You couldn’t skate. You couldn’t bike. You couldn’t ski. And even when you did play a game that was physical—like hide-and-seek—Mom used to insist that you get an extra count of twenty. I pretended to be bent out of shape by this so you wouldn’t feel like you were getting special treatment, but deep down I knew it was the right thing to do—you couldn’t get around as fast as I could, with your braces or crutches or wheelchair, and it took you longer to wiggle into a hiding spot. Amelia, wait up! you always said when we were walking somewhere, and I would, because I knew there were a million other ways I would leave you behind.
I would grow up, while you’d stay the size of a toddler.
I would go to college, move away from home, and not have to worry about things like whether I could reach the gas pump or the buttons on the ATM.
I’d maybe find a guy who didn’t think I was a total loser and get married and have kids and be able to carry them around without worrying that I’d get microfractures in my spine.
I read the finer print of the magazine article.
Alma Dukins, 34, gave birth on March 5, 2008, to a healthy baby girl. Dukins, who has osteogenesis imperfecta Type III, is 3'2'' tall and weighed 39 pounds before her pregnancy. She gained 19 pounds during her pregnancy and her daughter, Lulu, was delivered by C-section at 32 weeks, when Alma’s small body could not accommodate the enlarging uterus. She weighed four pounds, six ounces, and was 161/2 inches long at birth.
You were at the stage when you played with dolls. Mom said I used to do that, too, although I only remember dismembering mine and cutting off all their hair. Sometimes I would catch Mom watching you wrap your fake baby’s arm in a cast, and it was like a storm cloud passed over her face—she was probably thinking that chances were you’d never have a real baby, mixed with feeling relief that you wouldn’t have to know what it was like to watch your own kid break a million bones, like she did.

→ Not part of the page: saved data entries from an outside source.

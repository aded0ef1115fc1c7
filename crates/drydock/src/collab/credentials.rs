use std::collections::HashMap;
use std::fmt;

use crate::error::CredentialError;

/// Opaque credential handed to an executor.
///
/// The secret is only reachable through [`CredentialHandle::expose`]; `Debug`
/// and `Display` print the handle name alone.
#[derive(Clone, PartialEq, Eq)]
pub struct CredentialHandle {
    name: String,
    secret: String,
}

impl CredentialHandle {
    pub fn new(name: impl Into<String>, secret: impl Into<String>) -> Self {
        Self {
            name: name.into(),
            secret: secret.into(),
        }
    }

    pub fn name(&self) -> &str {
        &self.name
    }

    pub fn expose(&self) -> &str {
        &self.secret
    }
}

impl fmt::Debug for CredentialHandle {
    fn fmt(&self, f: &mut fmt::Formatter<'_>) -> fmt::Result {
        f.debug_struct("CredentialHandle")
            .field("name", &self.name)
            .field("secret", &"<redacted>")
            .finish()
    }
}

impl fmt::Display for CredentialHandle {
    fn fmt(&self, f: &mut fmt::Formatter<'_>) -> fmt::Result {
        write!(f, "credential:{}", self.name)
    }
}

/// Source of credential handles.
pub trait CredentialsProvider: Send + Sync {
    fn resolve(&self, name: &str) -> Result<CredentialHandle, CredentialError>;
}

/// Resolves `<name>` from the `<PREFIX><NAME>` environment variable,
/// e.g. `registry` → `DRYDOCK_SECRET_REGISTRY`.
#[derive(Debug, Clone)]
pub struct EnvCredentialsProvider {
    prefix: String,
}

impl EnvCredentialsProvider {
    pub const DEFAULT_PREFIX: &'static str = "DRYDOCK_SECRET_";

    pub fn new() -> Self {
        Self::with_prefix(Self::DEFAULT_PREFIX)
    }

    pub fn with_prefix(prefix: impl Into<String>) -> Self {
        Self {
            prefix: prefix.into(),
        }
    }

    pub fn variable_for(&self, name: &str) -> String {
        format!("{}{}", self.prefix, env_suffix(name))
    }
}

impl Default for EnvCredentialsProvider {
    fn default() -> Self {
        Self::new()
    }
}

impl CredentialsProvider for EnvCredentialsProvider {
    fn resolve(&self, name: &str) -> Result<CredentialHandle, CredentialError> {
        std::env::var(self.variable_for(name))
            .ok()
            .filter(|v| !v.is_empty())
            .map(|secret| CredentialHandle::new(name, secret))
            .ok_or_else(|| CredentialError::Unavailable(name.to_string()))
    }
}

/// Fixed set of credentials, for embedding and tests.
#[derive(Debug, Clone, Default)]
pub struct StaticCredentialsProvider {
    handles: HashMap<String, CredentialHandle>,
}

impl StaticCredentialsProvider {
    pub fn new() -> Self {
        Self::default()
    }

    pub fn with(mut self, name: impl Into<String>, secret: impl Into<String>) -> Self {
        let name = name.into();
        self.handles
            .insert(name.clone(), CredentialHandle::new(name, secret));
        self
    }
}

impl CredentialsProvider for StaticCredentialsProvider {
    fn resolve(&self, name: &str) -> Result<CredentialHandle, CredentialError> {
        self.handles
            .get(name)
            .cloned()
            .ok_or_else(|| CredentialError::Unavailable(name.to_string()))
    }
}

/// `image-ref` → `IMAGE_REF`.
pub(crate) fn env_suffix(name: &str) -> String {
    name.chars()
        .map(|c| {
            if c.is_ascii_alphanumeric() {
                c.to_ascii_uppercase()
            } else {
                '_'
            }
        })
        .collect()
}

But in spite of what my mother thought, here was proof that someone with OI could have a family. This Alma woman was Type III, like you. She didn’t walk like you could—she was wheelchair-bound. And yet she’d managed to find a husband, goofy smile and all, and have a baby of her own.

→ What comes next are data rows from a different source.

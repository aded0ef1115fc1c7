//! Write-once artifact passing between stages of a single run.

pub mod fs;
pub mod memory;

use std::path::PathBuf;

use chrono::{DateTime, Utc};
use serde::{Deserialize, Serialize};
use sha2::{Digest, Sha256};

use crate::error::ArtifactError;

pub use fs::FsArtifactStore;
pub use memory::MemoryArtifactStore;

pub type Result<T> = std::result::Result<T, ArtifactError>;

/// Opaque payload carried under an artifact key.
#[derive(Debug, Clone, PartialEq, Serialize, Deserialize)]
#[serde(tag = "type", content = "value", rename_all = "snake_case")]
pub enum Payload {
    Bytes(Vec<u8>),
    Path(PathBuf),
    Report(serde_json::Value),
}

impl Payload {
    /// SHA-256 over the payload contents (path payloads hash the path, not the file).
    pub fn digest(&self) -> String {
        let mut hasher = Sha256::new();
        match self {
            Payload::Bytes(bytes) => {
                hasher.update(b"bytes\0");
                hasher.update(bytes);
            }
            Payload::Path(path) => {
                hasher.update(b"path\0");
                hasher.update(path.to_string_lossy().as_bytes());
            }
            Payload::Report(value) => {
                hasher.update(b"report\0");
                hasher.update(value.to_string().as_bytes());
            }
        }
        hex::encode(hasher.finalize())
    }

    /// Render the payload as text for handing to an external tool.
    pub fn to_text(&self) -> String {
        match self {
            Payload::Bytes(bytes) => String::from_utf8_lossy(bytes).into_owned(),
            Payload::Path(path) => path.to_string_lossy().into_owned(),
            Payload::Report(value) => value.to_string(),
        }
    }
}

/// A stored payload plus the moment it was written.
#[derive(Debug, Clone, PartialEq, Serialize, Deserialize)]
pub struct Artifact {
    pub payload: Payload,
    pub created_at: DateTime<Utc>,
}

impl Artifact {
    pub fn new(payload: Payload) -> Self {
        Self {
            payload,
            created_at: Utc::now(),
        }
    }
}

/// Audit view of one stored artifact. Carries no payload.
#[derive(Debug, Clone, PartialEq, Eq, Serialize, Deserialize)]
pub struct ArtifactRecord {
    pub key: String,
    pub created_at: DateTime<Utc>,
    pub digest: String,
}

/// Write-once key/value store owned by one pipeline run.
///
/// Implementations must make `put` an atomic insert-if-absent.
pub trait ArtifactStore: Send + Sync {
    /// Store `payload` under `key`. Fails with `DuplicateKey` if the key exists.
    fn put(&self, key: &str, payload: Payload) -> Result<()>;

    /// Fetch the artifact under `key`. Fails with `Missing` if absent.
    fn get(&self, key: &str) -> Result<Artifact>;

    /// Whether `key` has been written.
    fn has(&self, key: &str) -> bool;

    /// All written keys, sorted.
    fn keys(&self) -> Vec<String>;

    /// Audit records for every stored artifact, sorted by key.
    fn snapshot(&self) -> Result<Vec<ArtifactRecord>> {
        self.keys()
            .into_iter()
            .map(|key| {
                let artifact = self.get(&key)?;
                Ok(ArtifactRecord {
                    digest: artifact.payload.digest(),
                    created_at: artifact.created_at,
                    key,
                })
            })
            .collect()
    }
}

/// Keys double as file names in the disk-backed store.
pub fn is_valid_key(key: &str) -> bool {
    !key.is_empty()
        && key != "."
        && key != ".."
        && key
            .chars()
            .all(|c| c.is_ascii_alphanumeric() || matches!(c, '.' | '_' | '-'))
}

pub(crate) fn check_key(key: &str) -> Result<()> {
    if is_valid_key(key) {
        Ok(())
    } else {
        Err(ArtifactError::InvalidKey(key.to_string()))
    }
}

#[cfg(test)]
mod tests {
    use super::*;
    use serde_json::json;

    #[test]
    fn test_key_validation() {
        assert!(is_valid_key("image-ref"));
        assert!(is_valid_key("sast.report_v2"));
        assert!(!is_valid_key(""));
        assert!(!is_valid_key(".."));
        assert!(!is_valid_key("reports/sast"));
        assert!(!is_valid_key("with space"));
    }

    #[test]
    fn test_digest_distinguishes_payload_kinds() {
        let bytes = Payload::Bytes(b"target/app".to_vec());
        let path = Payload::Path(PathBuf::from("target/app"));
        assert_ne!(bytes.digest(), path.digest());
        assert_eq!(bytes.digest(), Payload::Bytes(b"target/app".to_vec()).digest());
    }

    #[test]
    fn test_payload_text() {
        assert_eq!(Payload::Bytes(b"v1.2.3".to_vec()).to_text(), "v1.2.3");
        assert_eq!(
            Payload::Report(json!({ "passed": true })).to_text(),
            r#"{"passed":true}"#
        );
    }
}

“You ought to show Willow,” Emma said. “Just take it. Who’s going to know?”
So I checked to see if the librarian was still on her computer, ordering clothes from Gap.com (we’d done our share of spying on her), and then I faked a coughing fit. I doubled over and tucked the magazine inside my jacket. I smiled weakly as the librarian glanced at me to make sure I wasn’t hacking out a lung on the floor or anything.
Emma expected me to keep the magazine for you, to show you or even Mom that one day you could grow up and get married and have a kid. But I had stolen it for a completely different reason. See, this year, you were starting kindergarten. And one day you’d be a seventh grader, like me. And you might be sitting in this library and come across this stupid magazine and see what I had seen when I looked at it: the space between Alma and her husband, that baby, too huge in her arms.
To me, this didn’t look like a happy family. It was a circus freak show, minus the big top. Why else would it be in a magazine? Normal families didn’t make the news.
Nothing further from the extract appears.